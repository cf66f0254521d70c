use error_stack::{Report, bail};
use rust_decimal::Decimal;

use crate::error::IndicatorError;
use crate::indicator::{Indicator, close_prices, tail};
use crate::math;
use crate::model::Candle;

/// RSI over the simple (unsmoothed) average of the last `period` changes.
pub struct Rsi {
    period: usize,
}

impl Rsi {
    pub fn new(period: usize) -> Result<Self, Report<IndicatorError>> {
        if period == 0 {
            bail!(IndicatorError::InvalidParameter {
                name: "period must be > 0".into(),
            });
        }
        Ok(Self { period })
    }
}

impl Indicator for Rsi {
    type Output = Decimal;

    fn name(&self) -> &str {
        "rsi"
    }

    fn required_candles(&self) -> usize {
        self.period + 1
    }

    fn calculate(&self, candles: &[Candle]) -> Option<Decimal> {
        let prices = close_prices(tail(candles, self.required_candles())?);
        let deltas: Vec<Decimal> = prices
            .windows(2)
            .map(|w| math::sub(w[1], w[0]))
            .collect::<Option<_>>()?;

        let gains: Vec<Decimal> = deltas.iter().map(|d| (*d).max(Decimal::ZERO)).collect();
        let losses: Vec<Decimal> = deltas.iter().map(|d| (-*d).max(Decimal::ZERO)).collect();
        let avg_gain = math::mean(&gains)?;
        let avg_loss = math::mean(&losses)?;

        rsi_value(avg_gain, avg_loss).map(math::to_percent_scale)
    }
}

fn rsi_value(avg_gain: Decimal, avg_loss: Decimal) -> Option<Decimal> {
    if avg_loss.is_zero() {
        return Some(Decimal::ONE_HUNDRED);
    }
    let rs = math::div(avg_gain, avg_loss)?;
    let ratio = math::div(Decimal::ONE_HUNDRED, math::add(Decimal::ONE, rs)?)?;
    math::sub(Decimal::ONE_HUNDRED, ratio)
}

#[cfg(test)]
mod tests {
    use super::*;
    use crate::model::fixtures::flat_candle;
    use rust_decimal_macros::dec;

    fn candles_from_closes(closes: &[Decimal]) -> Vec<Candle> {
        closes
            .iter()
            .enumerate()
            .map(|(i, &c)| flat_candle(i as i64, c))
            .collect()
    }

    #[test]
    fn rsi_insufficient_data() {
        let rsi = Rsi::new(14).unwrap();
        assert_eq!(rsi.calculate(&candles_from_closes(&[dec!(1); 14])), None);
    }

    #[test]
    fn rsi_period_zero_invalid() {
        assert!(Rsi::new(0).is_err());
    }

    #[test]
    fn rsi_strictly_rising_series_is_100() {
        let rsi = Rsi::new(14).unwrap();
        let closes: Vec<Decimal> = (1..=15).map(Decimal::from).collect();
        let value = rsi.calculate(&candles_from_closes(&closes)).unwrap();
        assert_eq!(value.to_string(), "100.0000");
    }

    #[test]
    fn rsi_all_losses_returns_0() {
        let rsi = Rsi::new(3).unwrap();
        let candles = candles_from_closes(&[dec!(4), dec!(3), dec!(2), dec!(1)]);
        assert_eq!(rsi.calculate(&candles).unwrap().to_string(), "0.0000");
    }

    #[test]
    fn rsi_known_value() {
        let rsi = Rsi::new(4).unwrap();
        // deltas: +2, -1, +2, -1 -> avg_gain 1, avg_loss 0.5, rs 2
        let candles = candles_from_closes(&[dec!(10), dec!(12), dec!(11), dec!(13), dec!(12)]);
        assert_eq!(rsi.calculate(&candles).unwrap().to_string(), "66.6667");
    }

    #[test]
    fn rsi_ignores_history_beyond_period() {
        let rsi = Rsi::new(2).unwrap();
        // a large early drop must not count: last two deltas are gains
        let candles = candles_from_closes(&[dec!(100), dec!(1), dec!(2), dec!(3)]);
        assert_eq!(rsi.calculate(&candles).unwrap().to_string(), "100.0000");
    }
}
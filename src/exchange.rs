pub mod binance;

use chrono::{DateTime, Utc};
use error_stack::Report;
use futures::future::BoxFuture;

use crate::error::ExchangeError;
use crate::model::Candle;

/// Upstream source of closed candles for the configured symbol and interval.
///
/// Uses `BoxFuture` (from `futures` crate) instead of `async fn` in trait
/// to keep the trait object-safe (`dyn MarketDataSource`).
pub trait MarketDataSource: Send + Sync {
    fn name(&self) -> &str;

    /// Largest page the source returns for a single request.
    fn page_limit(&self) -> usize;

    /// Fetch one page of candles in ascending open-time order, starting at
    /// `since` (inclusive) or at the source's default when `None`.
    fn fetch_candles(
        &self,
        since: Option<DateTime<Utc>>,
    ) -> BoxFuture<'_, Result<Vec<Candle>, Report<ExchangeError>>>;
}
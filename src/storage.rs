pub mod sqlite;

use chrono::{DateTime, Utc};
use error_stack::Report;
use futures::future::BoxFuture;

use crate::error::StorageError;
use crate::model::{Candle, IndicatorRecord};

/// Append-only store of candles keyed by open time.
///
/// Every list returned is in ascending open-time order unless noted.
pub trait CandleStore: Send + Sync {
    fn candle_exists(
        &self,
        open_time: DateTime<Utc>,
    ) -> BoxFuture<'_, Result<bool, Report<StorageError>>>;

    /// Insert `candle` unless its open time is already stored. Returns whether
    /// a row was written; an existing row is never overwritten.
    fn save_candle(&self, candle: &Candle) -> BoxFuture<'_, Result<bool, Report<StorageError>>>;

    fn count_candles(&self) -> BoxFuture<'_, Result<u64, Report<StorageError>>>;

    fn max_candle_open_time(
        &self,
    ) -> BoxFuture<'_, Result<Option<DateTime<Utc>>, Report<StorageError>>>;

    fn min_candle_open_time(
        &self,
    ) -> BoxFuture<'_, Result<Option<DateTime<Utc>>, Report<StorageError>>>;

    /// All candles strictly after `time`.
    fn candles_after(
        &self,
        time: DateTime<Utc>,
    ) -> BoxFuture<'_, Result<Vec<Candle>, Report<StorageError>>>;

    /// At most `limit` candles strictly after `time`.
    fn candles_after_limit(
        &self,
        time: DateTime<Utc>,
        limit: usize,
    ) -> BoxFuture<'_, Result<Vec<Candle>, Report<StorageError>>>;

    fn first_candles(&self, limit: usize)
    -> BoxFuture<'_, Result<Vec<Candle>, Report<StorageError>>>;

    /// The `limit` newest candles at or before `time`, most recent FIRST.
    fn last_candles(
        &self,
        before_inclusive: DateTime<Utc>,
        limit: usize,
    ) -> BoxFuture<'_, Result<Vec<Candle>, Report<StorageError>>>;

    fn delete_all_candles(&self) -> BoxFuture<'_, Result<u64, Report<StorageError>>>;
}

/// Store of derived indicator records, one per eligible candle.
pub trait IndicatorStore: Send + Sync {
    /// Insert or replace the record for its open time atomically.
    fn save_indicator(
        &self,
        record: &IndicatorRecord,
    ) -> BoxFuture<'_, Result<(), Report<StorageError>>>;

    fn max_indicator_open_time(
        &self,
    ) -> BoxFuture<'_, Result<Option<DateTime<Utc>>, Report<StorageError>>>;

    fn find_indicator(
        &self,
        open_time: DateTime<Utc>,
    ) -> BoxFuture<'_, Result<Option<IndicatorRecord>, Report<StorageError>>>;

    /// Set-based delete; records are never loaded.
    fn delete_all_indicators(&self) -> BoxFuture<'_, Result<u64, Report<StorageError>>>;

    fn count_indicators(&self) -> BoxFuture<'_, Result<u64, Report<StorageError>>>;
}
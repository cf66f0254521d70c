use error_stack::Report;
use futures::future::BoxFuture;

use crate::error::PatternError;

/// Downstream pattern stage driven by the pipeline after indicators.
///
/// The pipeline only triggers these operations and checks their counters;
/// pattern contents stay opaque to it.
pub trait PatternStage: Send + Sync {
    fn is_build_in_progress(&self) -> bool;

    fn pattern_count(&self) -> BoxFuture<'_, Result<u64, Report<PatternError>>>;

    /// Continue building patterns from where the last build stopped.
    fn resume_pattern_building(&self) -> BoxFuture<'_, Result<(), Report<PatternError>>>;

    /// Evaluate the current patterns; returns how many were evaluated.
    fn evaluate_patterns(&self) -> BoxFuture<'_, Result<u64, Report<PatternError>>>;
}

◆ Your assignment
Your answer must be a single number: how many lines in this listing hold the string "MarketDataSource"? Please add nothing else.

◆ Output of the exercise
2